### About this exercise
Transcribe all the entries that follow, leaving nothing out.

Stored data entries:
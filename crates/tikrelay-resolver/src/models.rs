//! tikwm payload types and internal configuration.

use std::time::Duration;

use serde::Deserialize;
use serde_json::Value;
use tikrelay_core::RelaySettings;
use url::Url;

use crate::error::TikwmResult;

/// `code` value signalling a successful resolution.
pub const SUCCESS_CODE: i64 = 0;

/// Internal configuration derived from [`RelaySettings`].
#[derive(Debug, Clone)]
pub struct TikwmConfig {
    pub endpoint: Url,
    pub max_retries: u8,
    pub timeout: Duration,
}

impl TikwmConfig {
    pub fn from_settings(settings: &RelaySettings) -> TikwmResult<Self> {
        Ok(Self {
            endpoint: Url::parse(settings.resolver_endpoint())?,
            max_retries: settings.max_retries(),
            timeout: settings.request_timeout(),
        })
    }

    /// Build `<endpoint>?url=<source>`, keeping any query already on the endpoint.
    pub fn resolve_url(&self, source: &str) -> Url {
        let mut url = self.endpoint.clone();
        url.query_pairs_mut().append_pair("url", source);
        url
    }
}

/// The envelope fields every tikwm response carries.
///
/// Only used to read the status; the payload itself is kept as a raw
/// [`Value`] so it can be echoed back in error details.
#[derive(Debug, Deserialize)]
pub struct TikwmEnvelope {
    pub code: Option<i64>,
    #[serde(default)]
    pub msg: Option<String>,
}

impl TikwmEnvelope {
    pub fn read(payload: &Value) -> Option<Self> {
        Self::deserialize(payload).ok()
    }

    pub const fn is_success(&self) -> bool {
        matches!(self.code, Some(SUCCESS_CODE))
    }
}
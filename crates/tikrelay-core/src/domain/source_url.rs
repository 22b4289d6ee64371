//! TikTok URL validation.
//!
//! Validation is advisory hardening: it only keeps obviously foreign URLs
//! away from the resolution API. It never canonicalizes or follows redirects.

use std::fmt;
use std::sync::LazyLock;

use regex::RegexSet;
use thiserror::Error;

/// URL shapes accepted as TikTok video links (video page, short links,
/// mobile/alternate domains, legacy `/v/` links).
const TIKTOK_URL_PATTERNS: &[&str] = &[
    r"(?i)tiktok\.com/@.+/video/\d+",
    r"(?i)tiktok\.com/t/[a-z0-9]+",
    r"(?i)vm\.tiktok\.com/[a-z0-9]+",
    r"(?i)vt\.tiktok\.com/[a-z0-9]+",
    r"(?i)tiktok\.com/v/\d+",
    r"(?i)www\.tiktok\.com/[a-z]+/video/\d+",
];

static TIKTOK_URLS: LazyLock<RegexSet> = LazyLock::new(|| {
    RegexSet::new(TIKTOK_URL_PATTERNS).expect("TikTok URL patterns are valid regexes")
});

/// Check whether `url` looks like a TikTok video link.
///
/// Returns `false` for empty (or whitespace-only) input and for anything that
/// matches none of the known shapes. Pure and deterministic.
pub fn is_valid_tiktok_url(url: &str) -> bool {
    !url.trim().is_empty() && TIKTOK_URLS.is_match(url)
}

/// Rejected input for [`SourceUrl::parse`].
#[derive(Debug, Clone, PartialEq, Eq, Error)]
pub enum InvalidSourceUrl {
    /// No URL was supplied.
    #[error("TikTok URL is required")]
    Missing,

    /// The URL matches none of the recognized TikTok shapes.
    #[error("Invalid TikTok URL")]
    Unrecognized,
}

/// A source URL that passed [`is_valid_tiktok_url`].
///
/// The resolver port only accepts this type, so nothing reaches the network
/// without having been validated first.
#[derive(Debug, Clone, PartialEq, Eq)]
pub struct SourceUrl(String);

impl SourceUrl {
    /// Validate a raw, possibly absent, URL.
    pub fn parse(raw: Option<&str>) -> Result<Self, InvalidSourceUrl> {
        let raw = raw.unwrap_or_default();
        if raw.is_empty() {
            return Err(InvalidSourceUrl::Missing);
        }
        if !is_valid_tiktok_url(raw) {
            return Err(InvalidSourceUrl::Unrecognized);
        }
        Ok(Self(raw.to_string()))
    }

    /// The URL exactly as the caller supplied it.
    pub fn as_str(&self) -> &str {
        &self.0
    }
}

impl fmt::Display for SourceUrl {
    fn fmt(&self, f: &mut fmt::Formatter<'_>) -> fmt::Result {
        f.write_str(&self.0)
    }
}

impl AsRef<str> for SourceUrl {
    fn as_ref(&self) -> &str {
        &self.0
    }
}

#[cfg(test)]
mod tests {
    use super::*;

    #[test]
    fn test_accepts_known_shapes() {
        let valid = [
            "https://www.tiktok.com/@user/video/1234567890123456789",
            "https://tiktok.com/@some.user_1/video/42",
            "https://www.tiktok.com/t/ZTRabc123/",
            "https://vm.tiktok.com/ZMabc123/",
            "https://vt.tiktok.com/ZSxyz789/",
            "https://www.tiktok.com/v/1234567890.html",
            "https://www.tiktok.com/embed/video/1234567890",
            "HTTPS://VM.TIKTOK.COM/ZMABC123/",
        ];
        for url in valid {
            assert!(is_valid_tiktok_url(url), "expected valid: {url}");
        }
    }

    #[test]
    fn test_rejects_foreign_and_malformed() {
        let invalid = [
            "",
            "   ",
            "https://example.com/not-tiktok",
            "https://www.tiktok.com/@user",
            "https://www.tiktok.com/@user/video/",
            "https://youtube.com/watch?v=abc",
            "tiktok",
        ];
        for url in invalid {
            assert!(!is_valid_tiktok_url(url), "expected invalid: {url}");
        }
    }

    #[test]
    fn test_validation_is_deterministic() {
        let url = "https://vm.tiktok.com/ZMabc123/";
        assert_eq!(is_valid_tiktok_url(url), is_valid_tiktok_url(url));
    }

    #[test]
    fn test_parse_missing() {
        assert_eq!(SourceUrl::parse(None), Err(InvalidSourceUrl::Missing));
        assert_eq!(SourceUrl::parse(Some("")), Err(InvalidSourceUrl::Missing));
    }

    #[test]
    fn test_parse_unrecognized() {
        assert_eq!(
            SourceUrl::parse(Some("https://example.com/not-tiktok")),
            Err(InvalidSourceUrl::Unrecognized)
        );
    }

    #[test]
    fn test_parse_keeps_input_verbatim() {
        let raw = "https://www.tiktok.com/@user/video/1234567890123456789?is_from_webapp=1";
        let url = SourceUrl::parse(Some(raw)).unwrap();
        assert_eq!(url.as_str(), raw);
        assert_eq!(url.to_string(), raw);
    }

    #[test]
    fn test_error_messages() {
        assert_eq!(InvalidSourceUrl::Missing.to_string(), "TikTok URL is required");
        assert_eq!(InvalidSourceUrl::Unrecognized.to_string(), "Invalid TikTok URL");
    }
}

### Expected output
filename crates/tikrelay-resolver/src/models.rs
//! tikwm payload types and internal configuration.

use std::time::Duration;

use serde::Deserialize;
use serde_json::Value;
use tikrelay_core::RelaySettings;
use url::Url;

use crate::error::TikwmResult;

/// `code` value signalling a successful resolution.
pub const SUCCESS_CODE: i64 = 0;

/// Internal configuration derived from [`RelaySettings`].
#[derive(Debug, Clone)]
pub struct TikwmConfig {
    pub endpoint: Url,
    pub max_retries: u8,
    pub timeout: Duration,
}

impl TikwmConfig {
    pub fn from_settings(settings: &RelaySettings) -> TikwmResult<Self> {
        Ok(Self {
            endpoint: Url::parse(settings.resolver_endpoint())?,
            max_retries: settings.max_retries(),
            timeout: settings.request_timeout(),
        })
    }

    /// Build `<endpoint>?url=<source>`, keeping any query already on the endpoint.
    pub fn resolve_url(&self, source: &str) -> Url {
        let mut url = self.endpoint.clone();
        url.query_pairs_mut().append_pair("url", source);
        url
    }
}

/// The envelope fields every tikwm response carries.
///
/// Only used to read the status; the payload itself is kept as a raw
/// [`Value`] so it can be echoed back in error details.
#[derive(Debug, Deserialize)]
pub struct TikwmEnvelope {
    pub code: Option<i64>,
    #[serde(default)]
    pub msg: Option<String>,
}

impl TikwmEnvelope {
    pub fn read(payload: &Value) -> Option<Self> {
        Self::deserialize(payload).ok()
    }

    pub const fn is_success(&self) -> bool {
        matches!(self.code, Some(SUCCESS_CODE))
    }
}
filename crates/tikrelay-core/src/domain/source_url.rs
repository 22b4289d6ee64371
//! TikTok URL validation.
//!
//! Validation is advisory hardening: it only keeps obviously foreign URLs
//! away from the resolution API. It never canonicalizes or follows redirects.

use std::fmt;
use std::sync::LazyLock;

use regex::RegexSet;
use thiserror::Error;

/// URL shapes accepted as TikTok video links (video page, short links,
/// mobile/alternate domains, legacy `/v/` links).
const TIKTOK_URL_PATTERNS: &[&str] = &[
    r"(?i)tiktok\.com/@.+/video/\d+",
    r"(?i)tiktok\.com/t/[a-z0-9]+",
    r"(?i)vm\.tiktok\.com/[a-z0-9]+",
    r"(?i)vt\.tiktok\.com/[a-z0-9]+",
    r"(?i)tiktok\.com/v/\d+",
    r"(?i)www\.tiktok\.com/[a-z]+/video/\d+",
];

static TIKTOK_URLS: LazyLock<RegexSet> = LazyLock::new(|| {
    RegexSet::new(TIKTOK_URL_PATTERNS).expect("TikTok URL patterns are valid regexes")
});

/// Check whether `url` looks like a TikTok video link.
///
/// Returns `false` for empty (or whitespace-only) input and for anything that
/// matches none of the known shapes. Pure and deterministic.
pub fn is_valid_tiktok_url(url: &str) -> bool {
    !url.trim().is_empty() && TIKTOK_URLS.is_match(url)
}

/// Rejected input for [`SourceUrl::parse`].
#[derive(Debug, Clone, PartialEq, Eq, Error)]
pub enum InvalidSourceUrl {
    /// No URL was supplied.
    #[error("TikTok URL is required")]
    Missing,

    /// The URL matches none of the recognized TikTok shapes.
    #[error("Invalid TikTok URL")]
    Unrecognized,
}

/// A source URL that passed [`is_valid_tiktok_url`].
///
/// The resolver port only accepts this type, so nothing reaches the network
/// without having been validated first.
#[derive(Debug, Clone, PartialEq, Eq)]
pub struct SourceUrl(String);

impl SourceUrl {
    /// Validate a raw, possibly absent, URL.
    pub fn parse(raw: Option<&str>) -> Result<Self, InvalidSourceUrl> {
        let raw = raw.unwrap_or_default();
        if raw.is_empty() {
            return Err(InvalidSourceUrl::Missing);
        }
        if !is_valid_tiktok_url(raw) {
            return Err(InvalidSourceUrl::Unrecognized);
        }
        Ok(Self(raw.to_string()))
    }

    /// The URL exactly as the caller supplied it.
    pub fn as_str(&self) -> &str {
        &self.0
    }
}

impl fmt::Display for SourceUrl {
    fn fmt(&self, f: &mut fmt::Formatter<'_>) -> fmt::Result {
        f.write_str(&self.0)
    }
}

impl AsRef<str> for SourceUrl {
    fn as_ref(&self) -> &str {
        &self.0
    }
}

#[cfg(test)]
mod tests {
    use super::*;

    #[test]
    fn test_accepts_known_shapes() {
        let valid = [
            "https://www.tiktok.com/@user/video/1234567890123456789",
            "https://tiktok.com/@some.user_1/video/42",
            "https://www.tiktok.com/t/ZTRabc123/",
            "https://vm.tiktok.com/ZMabc123/",
            "https://vt.tiktok.com/ZSxyz789/",
            "https://www.tiktok.com/v/1234567890.html",
            "https://www.tiktok.com/embed/video/1234567890",
            "HTTPS://VM.TIKTOK.COM/ZMABC123/",
        ];
        for url in valid {
            assert!(is_valid_tiktok_url(url), "expected valid: {url}");
        }
    }

    #[test]
    fn test_rejects_foreign_and_malformed() {
        let invalid = [
            "",
            "   ",
            "https://example.com/not-tiktok",
            "https://www.tiktok.com/@user",
            "https://www.tiktok.com/@user/video/",
            "https://youtube.com/watch?v=abc",
            "tiktok",
        ];
        for url in invalid {
            assert!(!is_valid_tiktok_url(url), "expected invalid: {url}");
        }
    }

    #[test]
    fn test_validation_is_deterministic() {
        let url = "https://vm.tiktok.com/ZMabc123/";
        assert_eq!(is_valid_tiktok_url(url), is_valid_tiktok_url(url));
    }

    #[test]
    fn test_parse_missing() {
        assert_eq!(SourceUrl::parse(None), Err(InvalidSourceUrl::Missing));
        assert_eq!(SourceUrl::parse(Some("")), Err(InvalidSourceUrl::Missing));
    }

    #[test]
    fn test_parse_unrecognized() {
        assert_eq!(
            SourceUrl::parse(Some("https://example.com/not-tiktok")),
            Err(InvalidSourceUrl::Unrecognized)
        );
    }

    #[test]
    fn test_parse_keeps_input_verbatim() {
        let raw = "https://www.tiktok.com/@user/video/1234567890123456789?is_from_webapp=1";
        let url = SourceUrl::parse(Some(raw)).unwrap();
        assert_eq!(url.as_str(), raw);
        assert_eq!(url.to_string(), raw);
    }

    #[test]
    fn test_error_messages() {
        assert_eq!(InvalidSourceUrl::Missing.to_string(), "TikTok URL is required");
        assert_eq!(InvalidSourceUrl::Unrecognized.to_string(), "Invalid TikTok URL");
    }
}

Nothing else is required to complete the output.